Last Updated: October 02, 2012.

Rheumatoid arthritis (RA) is associated with an increase in the risk of venous thromboembolism, a risk that appears stable over the first 10 years after diagnosis, according to a study published in the Oct. 3 issue of the Journal of the American Medical Association.

TUESDAY, Oct. 2 (HealthDay News) -- Rheumatoid arthritis (RA) is associated with an increase in the risk of venous thromboembolism (VTE), a risk that appears stable over the first 10 years after diagnosis, according to a study published in the Oct. 3 issue of the Journal of the American Medical Association.

Marie E. Holmqvist, M.D., Ph.D., from the Karolinska Institutet in Stockholm, and colleagues prospectively evaluated a cohort of prevalent RA patients (37,856), incident RA patients (7,904), and a matched control cohort.

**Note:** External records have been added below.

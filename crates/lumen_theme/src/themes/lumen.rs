//! Default Lumen theme
//!
//! Blue primary and purple secondary on white surfaces for light mode; the
//! dark variant lifts every palette to its lighter shades so it stays legible
//! on `#121212`.

use lumen_core::Color;

use crate::mode::ThemeMode;
use crate::theme::ThemeBundle;
use crate::tokens::*;

/// Text drawn on light palette shades in dark mode
const DARK_CONTRAST: Color = Color::rgba(0.0, 0.0, 0.0, 0.87);

pub struct LumenTheme;

impl LumenTheme {
    /// Light mode tokens
    pub fn light() -> TokenSet {
        TokenSet {
            colors: ColorTokens {
                primary: PaletteColor::new(0x42A5F5, 0x1976D2, 0x1565C0, Color::WHITE),
                secondary: PaletteColor::new(0xBA68C8, 0x9C27B0, 0x7B1FA2, Color::WHITE),
                error: PaletteColor::new(0xEF5350, 0xD32F2F, 0xC62828, Color::WHITE),
                success: PaletteColor::new(0x4CAF50, 0x2E7D32, 0x1B5E20, Color::WHITE),
                warning: PaletteColor::new(0xFF9800, 0xED6C02, 0xE65100, Color::WHITE),
                info: PaletteColor::new(0x03A9F4, 0x0288D1, 0x01579B, Color::WHITE),
                grey: GreyScale::default(),
                common: CommonColors::default(),
                text: TextColors {
                    primary: Color::rgba(0.0, 0.0, 0.0, 0.87),
                    secondary: Color::rgba(0.0, 0.0, 0.0, 0.6),
                    disabled: Color::rgba(0.0, 0.0, 0.0, 0.38),
                },
                background: BackgroundColors {
                    default: Color::from_hex(0xFAFAFA),
                    paper: Color::WHITE,
                },
                divider: Color::rgba(0.0, 0.0, 0.0, 0.12),
            },
            spacing: SpacingTokens::default(),
            border_radius: RadiusTokens::default(),
            shadows: ShadowTokens::light(),
            typography: TypographyTokens::default(),
            breakpoints: BreakpointTokens::default(),
            z_index: ZIndexTokens::default(),
        }
    }

    /// Dark mode tokens
    pub fn dark() -> TokenSet {
        TokenSet {
            colors: ColorTokens {
                primary: PaletteColor::new(0xE3F2FD, 0x90CAF9, 0x42A5F5, DARK_CONTRAST),
                secondary: PaletteColor::new(0xF3E5F5, 0xCE93D8, 0xAB47BC, DARK_CONTRAST),
                error: PaletteColor::new(0xE57373, 0xF44336, 0xD32F2F, Color::WHITE),
                success: PaletteColor::new(0x81C784, 0x66BB6A, 0x388E3C, DARK_CONTRAST),
                warning: PaletteColor::new(0xFFB74D, 0xFFA726, 0xF57C00, DARK_CONTRAST),
                info: PaletteColor::new(0x4FC3F7, 0x29B6F6, 0x0288D1, DARK_CONTRAST),
                grey: GreyScale::default(),
                common: CommonColors::default(),
                text: TextColors {
                    primary: Color::WHITE,
                    secondary: Color::rgba(1.0, 1.0, 1.0, 0.7),
                    disabled: Color::rgba(1.0, 1.0, 1.0, 0.5),
                },
                background: BackgroundColors {
                    default: Color::from_hex(0x121212),
                    paper: Color::from_hex(0x1E1E1E),
                },
                divider: Color::rgba(1.0, 1.0, 1.0, 0.12),
            },
            spacing: SpacingTokens::default(),
            border_radius: RadiusTokens::default(),
            shadows: ShadowTokens::dark(),
            typography: TypographyTokens::default(),
            breakpoints: BreakpointTokens::default(),
            z_index: ZIndexTokens::default(),
        }
    }

    pub fn tokens(mode: ThemeMode) -> TokenSet {
        match mode {
            ThemeMode::Light => Self::light(),
            ThemeMode::Dark => Self::dark(),
        }
    }

    /// Create a theme bundle with light and dark variants
    pub fn bundle() -> ThemeBundle {
        ThemeBundle::new("Lumen", Self::light(), Self::dark())
    }
}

The researchers found that patients with prevalent RA were at significantly greater risk of VTE than the general population (adjusted hazard ratio [HR], 2.0; 95 percent confidence interval [CI], 1.9 to 2.2). From the time of RA diagnosis there was a significantly increased rate of VTE in the RA cohort versus the comparison cohort (HR, 1.6; 95 percent CI, 1.1 to 2.5) detected within the first year, which did not increase further during the first decade. The one-year rate of VTE per 1,000 person-years was not higher in the RA cohort than in the comparison cohort after hospital discharge (HR, 1.0). Both rates of VTE and HRs for VTE were similar across sex and rheumatoid factor status; rates of VTE increased with age but HRs for VTE were similar across age groups.

"Compared with the general population, Swedish patients with RA had an elevated risk for VTE that was stable over the first 10 years after diagnosis," the authors write.

Several authors disclosed financial ties to the pharmaceutical industry.